Fianna Fáil and Fine Gael consummate marriage in budget, Labour claims
Budget ‘papers over cracks’, instead of building health service
In his Dáil response to Budget 2021, Labour Party finance spokesman Ged Nash said there was a long way to go on the ‘two-tier health system’ but there was also a two -tier economy. File photograph: Gareth Chaney/Collins
The budget is “papering over the cracks” again rather than beginning the work of building an Irish national health service that everyone would be proud of, Labour finance spokesman Ged Nash said.
He also described Fianna Fail and Fine Gael in government together as a marriage, and said in the budget “the marriage was consummated - but the wedding speeches didn’t live up to expectations”.
In his Dáil response to Budget 2021 Mr Nash said there was a long way to go on the “two-tier health system” but there was also a two -tier economy.
There are two Irelands in existence, one with “billions of euro extra in supports for businesses but cuts for workers on the PUP and no shame about it either”.
The Louth TD said “we were told there would be no cuts, but austerity is back for those who can least afford to carry it”.
He added, however, that “it would be churlish not to recognise that there is much in this package to welcome” including extra resources targeted at health, housing, education and wage supports.
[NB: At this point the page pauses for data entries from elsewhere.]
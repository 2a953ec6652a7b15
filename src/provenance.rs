//! Append-only provenance and audit logs (JSON Lines).
//!
//! Writers append complete lines and never rewrite. Each entry carries the
//! session id and agent identity alongside action-specific fields.

use std::io::Write;
use std::path::{Path, PathBuf};

use chrono::{DateTime, Utc};
use serde::{Deserialize, Serialize};
use serde_json::Value;

use crate::error::Result;
use crate::session;

#[derive(Debug, Clone, Serialize, Deserialize)]
pub struct ProvenanceEntry {
    pub ts: DateTime<Utc>,
    pub session_id: String,
    pub action: String,
    pub agent: String,
    #[serde(flatten)]
    pub fields: serde_json::Map<String, Value>,
}

/// An append-only JSONL log bound to a path.
#[derive(Debug, Clone)]
pub struct JsonlLog {
    path: PathBuf,
}

impl JsonlLog {
    pub fn new(path: impl Into<PathBuf>) -> Self {
        Self { path: path.into() }
    }

    pub fn path(&self) -> &Path {
        &self.path
    }

    /// Append one action record. `fields` must be a JSON object; its keys
    /// are flattened into the entry.
    pub fn append(&self, action: &str, fields: Value) -> Result<()> {
        let entry = ProvenanceEntry {
            ts: Utc::now(),
            session_id: session::session_id(),
            action: action.to_string(),
            agent: session::agent_identity(),
            fields: match fields {
                Value::Object(map) => map,
                Value::Null => serde_json::Map::new(),
                other => {
                    let mut map = serde_json::Map::new();
                    map.insert("detail".into(), other);
                    map
                }
            },
        };

        if let Some(parent) = self.path.parent() {
            std::fs::create_dir_all(parent)?;
        }
        let mut file = std::fs::OpenOptions::new()
            .create(true)
            .append(true)
            .open(&self.path)?;
        let mut line = serde_json::to_vec(&entry).expect("entry serialization cannot fail");
        line.push(b'\n');
        // One complete line per write; cross-process appends interleave at
        // line granularity.
        file.write_all(&line)?;
        Ok(())
    }

    /// Read every entry back, skipping unparseable lines.
    pub fn read_all(&self) -> Result<Vec<ProvenanceEntry>> {
        if !self.path.exists() {
            return Ok(Vec::new());
        }
        let raw = std::fs::read_to_string(&self.path)?;
        Ok(raw
            .lines()
            .filter(|l| !l.trim().is_empty())
            .filter_map(|l| serde_json::from_str(l).ok())
            .collect())
    }
}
“The question is, will it be enough to stave off the twin threats of Covid-19 and a no trade deal Brexit?”
He said cutting the VAT rate to 9 per cent for the hospitality and tourism sector might be politically popular but the initiative “will not do what you seem to think it will” because “the money is there. It’s just that the conditions to spend it aren’t.”
Mr Nash also called an end to the terms “Christmas Bonus” for the double social protection payment made at Christmas.
“It is patronising and suggests that someone who depends on the State for their income should be grateful for an extra week’s payment at a challenging time of the year.”
Social Democrats joint leader Róisín Shortall described the budget as a “missed opportunity” to address social and economic challenges.
Reacting to Budget 2021, she said it represents a “lost opportunity” to make the choices that would lead to long term social and economic revival.
The Government could have used favourable borrowing levels to “ensure investment in vital public services”.
And she said there was very little in the budget for workers with no proposals for low-wage workers “and little hope that many of our key workers, who have proved so invaluable, will see their lot improve”.
She added that “there is nothing in this Budget that will reduce the cost of living for people”.
Social Democrats housing spokesman Cian O’Callaghan said the budget failed to deliver affordable housing because it “lacks the ambition that is required”.
He said the Government should use the historically low interest rates by borrowing to directly build thousands of affordable homes.
But he said it included funding for just 400 cost rental homes and “provides more subsidies for developers and extends tax breaks for big funds”.
People Before Profit TD Richard Boyd Barrett said the headline figures sounded great but the detail of the budget “it doesn’t actually do what’s absolutely necessary”.
He said it was “a very dangerous mistake” that the pandemic unemployment payment and the employment wage subsidy scheme had been cut.
Infection rates are rising and “hundreds of thousands of people” could again lose their jobs if further restrictions were imposed but was a “very serious undermining of the collective social solidarity that we need to deal with the threat of Covid-19”.